Desde finales de 2012 a la fecha, tres sacerdotes de la Iglesia Católica fueron acusados de abusar, ultrajar y violar a niños, niñas y adolescentes en Catamarca. Renato Rasgido, Juan de Dios Gutiérrez y Moisés Pachado tienen acusaciones agravadas por su condición de ministros de culto y un récord de dilaciones en la Justicia provincial. Récord de presentaciones para estirar los tiempos procesales que, bajo la lupa de las estadísticas comparativas con el resto de los acusados por hechos similares, se convierten en privilegios que nada tienen de divinos y sí mucho de pecuniario.
Las suposiciones de quién o quiénes pagaron durante tantos años las presentaciones obedientes de los abogados que los defienden, no vienen al caso. Lo relevante es conocer que cada apelación, cada pedido de nulidad, cada recurso, no pareció ser solicitado en el marco de un convencimiento de inocencia de los imputados, sino, tal y como manifestó hace años a la prensa el ex abogado de Gutiérrez, Guillermo Narváez, con el fin de “evitar que lleguen a juicio”. O, como el propio obispo diocesano, Luis Urbanc, le escribió en una esquela a la madre de la sobreviviente, “no creer en la justicia de los hombres”.
Tal vez quedaría más explícito citar a otra de las madres de los sobrevivientes cuando dijo: “Me ofrecieron un millón de pesos para que no siga con la denuncia”.
La justicia de la Iglesia católica, que al parecer vira entre humana y divina según convenga la causa a su institución, rara vez es aplicada. La denominada «expulsión del estado clerical» no se hizo con el padre Grassi, cuya condena fue ratificada por la Corte Suprema de Justicia de la Nación, y tampoco con los sacerdotes Horacio Corbacho y Nicola Corradi, condenados a más de 40 años por cometer decenas de hechos de abuso sexual en el Instituto Antonio Provolo para niños Sordos de la provincia de Mendoza.

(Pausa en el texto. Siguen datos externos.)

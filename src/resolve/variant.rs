//! Pick the single query definition whose caller parameters match the request exactly.

use crate::config::{caller_param_set, DeclaredParam, Leaf, Node};
use crate::error::ResolveError;
use std::collections::BTreeSet;

/// A selected query definition, borrowed from the tree.
#[derive(Clone, Copy, Debug, PartialEq)]
pub struct Candidate<'t> {
    /// `None` for a directory without its own query: an empty record set.
    pub query: Option<&'t str>,
    pub params: &'t [DeclaredParam],
    pub role: &'t str,
}

impl<'t> From<&'t Leaf> for Candidate<'t> {
    fn from(leaf: &'t Leaf) -> Self {
        Candidate {
            query: Some(&leaf.query),
            params: &leaf.params,
            role: &leaf.role,
        }
    }
}

fn matches(params: &[DeclaredParam], supplied: &BTreeSet<&str>) -> bool {
    caller_param_set(params) == *supplied
}

/// Exact set equality on caller parameters; context parameters are ignored.
/// Variants are tried in declaration order and the first match wins.
pub fn select_variant<'t>(
    node: &'t Node,
    supplied: &BTreeSet<&str>,
    path: &str,
) -> Result<Candidate<'t>, ResolveError> {
    let selected = match node {
        Node::Leaf(leaf) => matches(&leaf.params, supplied).then(|| Candidate::from(leaf)),
        Node::Variants(variants) => variants
            .iter()
            .find(|leaf| matches(&leaf.params, supplied))
            .map(Candidate::from),
        Node::Directory(dir) => matches(&dir.params, supplied).then(|| Candidate {
            query: dir.query.as_deref(),
            params: &dir.params,
            role: &dir.role,
        }),
    };
    selected.ok_or_else(|| ResolveError::BadParams {
        path: path.to_string(),
        supplied: supplied.iter().map(|s| s.to_string()).collect(),
    })
}

#[cfg(test)]
mod tests {
    use super::*;
    use crate::config::{load_namespace_str, NamespaceTree};

    fn tree() -> NamespaceTree {
        load_namespace_str(
            r#"{"role": "reader", "children": {
                "posts": {"query": "SELECT * FROM posts WHERE thread_id = ?", "params": ["thread_id"]},
                "filtered": [
                    {"query": "SELECT * FROM t"},
                    {"query": "SELECT * FROM t WHERE col1 = ?", "params": ["col1_filter"]},
                    {"query": "SELECT * FROM t WHERE col1 = ? AND col2 = ?", "params": ["col1_filter", "col2_filter"]}
                ],
                "mine": {"query": "SELECT * FROM t WHERE owner = ?", "params": ["?users_id"]},
                "dir": {"children": {"x": {"query": "X"}}}
            }}"#,
        )
        .unwrap()
    }

    fn set<'a>(names: &[&'a str]) -> BTreeSet<&'a str> {
        names.iter().copied().collect()
    }

    fn node<'t>(tree: &'t NamespaceTree, key: &str) -> &'t Node {
        tree.root.child(key).unwrap()
    }

    #[test]
    fn leaf_requires_exact_parameter_set() {
        let tree = tree();
        let posts = node(&tree, "posts");
        assert!(select_variant(posts, &set(&["thread_id"]), "posts").is_ok());
        assert!(matches!(
            select_variant(posts, &set(&[]), "posts"),
            Err(ResolveError::BadParams { .. })
        ));
        assert_eq!(
            select_variant(posts, &set(&["thread_id", "extra"]), "posts"),
            Err(ResolveError::BadParams {
                path: "posts".into(),
                supplied: vec!["extra".into(), "thread_id".into()]
            })
        );
    }

    #[test]
    fn variants_are_disambiguated_by_parameter_names() {
        let tree = tree();
        let filtered = node(&tree, "filtered");
        let none = select_variant(filtered, &set(&[]), "filtered").unwrap();
        assert_eq!(none.query, Some("SELECT * FROM t"));
        let one = select_variant(filtered, &set(&["col1_filter"]), "filtered").unwrap();
        assert_eq!(one.query, Some("SELECT * FROM t WHERE col1 = ?"));
        let two = select_variant(filtered, &set(&["col2_filter", "col1_filter"]), "filtered").unwrap();
        assert_eq!(two.params.len(), 2);
        assert!(select_variant(filtered, &set(&["col2_filter"]), "filtered").is_err());
    }

    #[test]
    fn context_params_are_excluded_from_matching() {
        let tree = tree();
        let mine = node(&tree, "mine");
        assert!(select_variant(mine, &set(&[]), "mine").is_ok());
        assert!(select_variant(mine, &set(&["users_id"]), "mine").is_err());
    }

    #[test]
    fn directory_without_query_selects_an_empty_candidate() {
        let tree = tree();
        let dir = node(&tree, "dir");
        let candidate = select_variant(dir, &set(&[]), "dir").unwrap();
        assert_eq!(candidate.query, None);
        assert_eq!(candidate.role, "reader");
        assert!(select_variant(dir, &set(&["x"]), "dir").is_err());
    }
}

El denominado derecho canónico, según explica Carlos Lombardi, representante legal de la Red de Sobrevivientes de Abuso Sexual Eclesiástico de Argentina, vulnera las leyes internacionales de los derechos humanos. En este contexto, el Comité de los Derechos del Niño exhortó a la Santa Sede en 2014 a que modificara el derecho canónico. Sin embargo, el Vaticano se niega a adaptar su estructura, su funcionamiento y su organización al derecho internacional de los derechos humanos.
Esta situación coloca a los sacerdotes en una posición confusa, pero principalmente de privilegio frente a sus víctimas. Con una estructura de poder montada para “salvarlos” y “protegerlos”, que, además, los ubica en un lugar de supremacía sobre el resto de los mortales.

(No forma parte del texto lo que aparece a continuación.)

//! Namespace backend: a JSON namespace file maps HTTP paths and parameter sets onto
//! parameterized SQLite queries, gated by caller roles.

pub mod config;
pub mod error;
pub mod extractors;
pub mod handlers;
pub mod resolve;
pub mod response;
pub mod routes;
pub mod service;
pub mod session;
pub mod settings;
pub mod sql;
pub mod state;
pub mod store;

pub use config::{load_namespace_file, load_namespace_str, NamespaceTree};
pub use error::{AppError, ConfigError, ResolveError};
pub use resolve::{resolve, Caller, Params, ResolvedQuery};
pub use routes::app;
pub use service::{check_variant_columns, QueryOutcome, QueryService};
pub use session::SessionStore;
pub use settings::Settings;
pub use state::AppState;
pub use store::{connect_pool, run_init_script};
//! Resolved namespace: validated, normalized and immutable for the process lifetime.

use std::collections::{BTreeSet, HashMap};

/// Marker prefix for parameters filled from request context rather than the caller.
pub const CONTEXT_PARAM_MARKER: char = '?';

/// Request-context values a query may declare.
#[derive(Clone, Copy, Debug, PartialEq, Eq, Hash)]
pub enum ContextKey {
    /// The authenticated caller's id, or NULL for anonymous requests.
    CallerIdentity,
}

impl ContextKey {
    pub fn from_name(name: &str) -> Option<Self> {
        match name {
            "users_id" => Some(ContextKey::CallerIdentity),
            _ => None,
        }
    }

    pub fn name(&self) -> &'static str {
        match self {
            ContextKey::CallerIdentity => "users_id",
        }
    }
}

/// One slot in a query template's positional parameter list.
#[derive(Clone, Debug, PartialEq, Eq, Hash)]
pub enum DeclaredParam {
    /// Supplied by the caller under this name.
    Caller(String),
    /// Filled from request context; never matched against caller parameters.
    Context(ContextKey),
}

impl DeclaredParam {
    pub fn caller_name(&self) -> Option<&str> {
        match self {
            DeclaredParam::Caller(name) => Some(name),
            DeclaredParam::Context(_) => None,
        }
    }
}

/// Names of caller-supplied parameters in a declaration, as a set.
pub fn caller_param_set(params: &[DeclaredParam]) -> BTreeSet<&str> {
    params.iter().filter_map(DeclaredParam::caller_name).collect()
}

#[derive(Clone, Debug, PartialEq)]
pub struct Leaf {
    pub query: String,
    pub params: Vec<DeclaredParam>,
    pub role: String,
}

#[derive(Clone, Debug, PartialEq)]
pub struct Directory {
    /// Absent means direct requests return an empty record set.
    pub query: Option<String>,
    pub params: Vec<DeclaredParam>,
    pub role: String,
    pub children: HashMap<String, Node>,
    /// Child keys in declaration order, for listing.
    pub order: Vec<String>,
}

impl Directory {
    pub fn child(&self, key: &str) -> Option<&Node> {
        self.children.get(key)
    }

    pub fn children_in_order(&self) -> impl Iterator<Item = (&str, &Node)> {
        self.order
            .iter()
            .filter_map(|k| self.children.get(k).map(|n| (k.as_str(), n)))
    }
}

#[derive(Clone, Debug, PartialEq)]
pub enum Node {
    Leaf(Leaf),
    /// Alternatives selected by exact caller-parameter set; first match wins.
    Variants(Vec<Leaf>),
    Directory(Directory),
}

/// One resolvable endpoint: canonical path, caller parameter names and role.
#[derive(Clone, Debug, PartialEq, Eq)]
pub struct Endpoint {
    pub path: Vec<String>,
    pub params: Vec<String>,
    pub role: String,
    pub has_query: bool,
}

#[derive(Clone, Debug, PartialEq)]
pub struct NamespaceTree {
    pub root: Directory,
}

impl NamespaceTree {
    /// Every endpoint reachable from the root, depth-first in declaration order.
    /// The root itself is not addressable (an empty path is never resolved).
    pub fn endpoints(&self) -> Vec<Endpoint> {
        let mut out = Vec::new();
        let mut path = Vec::new();
        collect_children(&self.root, &mut path, &mut out);
        out
    }
}

fn collect_children(dir: &Directory, path: &mut Vec<String>, out: &mut Vec<Endpoint>) {
    for (key, node) in dir.children_in_order() {
        path.push(key.to_string());
        collect_node(node, path, out);
        path.pop();
    }
}

fn collect_node(node: &Node, path: &mut Vec<String>, out: &mut Vec<Endpoint>) {
    let endpoint = |params: &[DeclaredParam], role: &str, has_query: bool| Endpoint {
        path: path.clone(),
        params: params
            .iter()
            .filter_map(DeclaredParam::caller_name)
            .map(String::from)
            .collect(),
        role: role.to_string(),
        has_query,
    };
    match node {
        Node::Leaf(leaf) => out.push(endpoint(&leaf.params, &leaf.role, true)),
        Node::Variants(variants) => {
            for leaf in variants {
                out.push(endpoint(&leaf.params, &leaf.role, true));
            }
        }
        Node::Directory(dir) => {
            out.push(endpoint(&dir.params, &dir.role, dir.query.is_some()));
            collect_children(dir, path, out);
        }
    }
}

Si debatimos lo sucedido en tierra catamarqueña, el poder de la Iglesia Católica y su posición frente a los hechos de abusos sexuales cometidos por los “hombres de Dios”, no sólo vulnera a las víctimas, sino que espanta. Espanta saber que los sobrevivientes, ante cada pedido de nulidad, ante cada dilación y soslaye de la institución a ser sometida a la justicia de los hombres, recayeron en su condición emocional y revivieron el trauma. Espanta la violencia del dolor que ejercen los prelados sin conmoverse, sin arrepentirse, sin humanizarse.

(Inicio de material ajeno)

//! Everything that is not a common route goes through namespace dispatch.

use crate::handlers::dispatch;
use crate::state::AppState;
use axum::Router;

pub fn namespace_routes(state: AppState) -> Router {
    Router::new().fallback(dispatch).with_state(state)
}
//! Session and credential store backed by the `users`, `roles` and `sessions` tables.
//!
//! Produces the [`Caller`] the resolution pipeline runs with. Passwords and session
//! ids are never logged.

use crate::error::AppError;
use crate::resolve::Caller;
use rand::Rng;
use sha2::{Digest, Sha256};
use sqlx::SqlitePool;
use subtle::ConstantTimeEq;

pub type SessionId = i64;

const MAX_SESSION_ID_ATTEMPTS: usize = 8;

/// Hex SHA-256 of the password, matching `users.password_sha256`.
pub fn hash_password(password: &str) -> String {
    hex::encode(Sha256::digest(password.as_bytes()))
}

/// Compares two secrets in constant time. Unequal lengths are unequal.
pub fn secret_eq(a: &str, b: &str) -> bool {
    a.as_bytes().ct_eq(b.as_bytes()).into()
}

/// Random non-negative 63-bit id.
fn new_session_id() -> SessionId {
    (rand::thread_rng().gen::<u64>() >> 1) as SessionId
}

/// Fields required to register a user.
#[derive(Clone, Debug)]
pub struct NewUser {
    pub id: String,
    pub nick: String,
    pub avatar: String,
    pub signature: String,
    pub password: String,
}

#[derive(Clone)]
pub struct SessionStore {
    pool: SqlitePool,
    session_hours: u32,
    default_roles: Vec<String>,
}

impl SessionStore {
    pub fn new(pool: SqlitePool, session_hours: u32, default_roles: Vec<String>) -> Self {
        SessionStore {
            pool,
            session_hours,
            default_roles,
        }
    }

    pub fn default_roles(&self) -> &[String] {
        &self.default_roles
    }

    /// Caller for a live session, or `None` if the id is unknown or expired.
    /// A user without any role still authenticates, with an empty role set.
    pub async fn lookup(&self, session_id: SessionId) -> Result<Option<Caller>, AppError> {
        let rows: Vec<(String, Option<String>)> = sqlx::query_as(
            "SELECT users.id, roles.role FROM sessions
             JOIN users ON users.id = sessions.users_id
             LEFT JOIN roles ON roles.users_id = users.id
             WHERE sessions.id = ? AND sessions.created > datetime('now', ?)",
        )
        .bind(session_id)
        .bind(format!("-{} hours", self.session_hours))
        .fetch_all(&self.pool)
        .await?;

        let Some((users_id, _)) = rows.first() else {
            return Ok(None);
        };
        let caller = Caller::new(
            Some(users_id.clone()),
            rows.iter().filter_map(|(_, role)| role.clone()),
        );
        tracing::debug!(users_id = %users_id, roles = ?caller.roles, "session recognized");
        Ok(Some(caller))
    }

    pub async fn roles_of(&self, users_id: &str) -> Result<Vec<String>, AppError> {
        let roles = sqlx::query_scalar("SELECT role FROM roles WHERE users_id = ? ORDER BY role")
            .bind(users_id)
            .fetch_all(&self.pool)
            .await?;
        Ok(roles)
    }

    /// Start a session if the password matches.
    pub async fn login(&self, users_id: &str, password: &str) -> Result<Option<SessionId>, AppError> {
        let stored: Option<String> =
            sqlx::query_scalar("SELECT password_sha256 FROM users WHERE id = ?")
                .bind(users_id)
                .fetch_optional(&self.pool)
                .await?;
        match stored {
            Some(hash) if secret_eq(&hash, &hash_password(password)) => {
                let id = self.insert_session(users_id).await?;
                tracing::info!(users_id = %users_id, "session started");
                Ok(Some(id))
            }
            _ => {
                tracing::info!(users_id = %users_id, "login rejected");
                Ok(None)
            }
        }
    }

    async fn insert_session(&self, users_id: &str) -> Result<SessionId, AppError> {
        let mut last_err = None;
        for _ in 0..MAX_SESSION_ID_ATTEMPTS {
            let id = new_session_id();
            let inserted = sqlx::query("INSERT INTO sessions (id, users_id) VALUES (?, ?)")
                .bind(id)
                .bind(users_id)
                .execute(&self.pool)
                .await;
            match inserted {
                Ok(_) => return Ok(id),
                Err(sqlx::Error::Database(e)) if e.is_unique_violation() => {
                    last_err = Some(sqlx::Error::Database(e));
                }
                Err(e) => return Err(e.into()),
            }
        }
        Err(last_err.map(AppError::Db).unwrap_or_else(|| {
            AppError::Unauthenticated("could not allocate a session".into())
        }))
    }

    pub async fn logout(&self, session_id: SessionId) -> Result<(), AppError> {
        sqlx::query("DELETE FROM sessions WHERE id = ?")
            .bind(session_id)
            .execute(&self.pool)
            .await?;
        Ok(())
    }

    /// Insert the user with the default roles, then start a session.
    pub async fn register(&self, user: &NewUser) -> Result<SessionId, AppError> {
        let mut tx = self.pool.begin().await?;
        let inserted = sqlx::query(
            "INSERT INTO users (id, nick, avatar, signature, password_sha256) VALUES (?, ?, ?, ?, ?)",
        )
        .bind(&user.id)
        .bind(&user.nick)
        .bind(&user.avatar)
        .bind(&user.signature)
        .bind(hash_password(&user.password))
        .execute(&mut *tx)
        .await;
        match inserted {
            Ok(_) => {}
            Err(sqlx::Error::Database(e)) if e.is_unique_violation() => {
                return Err(AppError::BadParams(format!("user '{}' already exists", user.id)));
            }
            Err(e) => return Err(e.into()),
        }
        for role in &self.default_roles {
            sqlx::query("INSERT INTO roles (users_id, role) VALUES (?, ?)")
                .bind(&user.id)
                .bind(role)
                .execute(&mut *tx)
                .await?;
        }
        tx.commit().await?;
        tracing::info!(users_id = %user.id, roles = ?self.default_roles, "user registered");
        self.insert_session(&user.id).await
    }
}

Las víctimas de los sacerdotes catamarqueños tenían 9, 13 y 15 años al momento de los abusos. En los tres casos, los imputados llegaron a acceder a las niñas y niños exclusivamente por su condición de curas y lo continuaron en el tiempo en nombre de Dios. Los tres sobrevivientes intentaron suicidarse, los tres callaron en su momento por miedo, los tres fueron “castigados” por la feligresía por no guardar el secreto.
La sociedad no sabe en qué lugar están los tres curas imputados, ni siquiera por prevención. El secreto pontificio los ampara. “Detrás de todo cura abusador hay un obispo encubridor”, destacan siempre desde la Red de Abusos Eclesiásticos, porque no son los hombres, es toda la institución.
Las preguntas para hacerles son muchas, pero sabemos que nunca llegarán. Así, la dilación y este silencio cómplice se tornan en estos casos en tortura. En dolor y desgarro que impide a los sobrevivientes realizar el duelo, comenzar a sanar. ¿Cuál es el sentido del bien y el mal para el Obispado de Catamarca?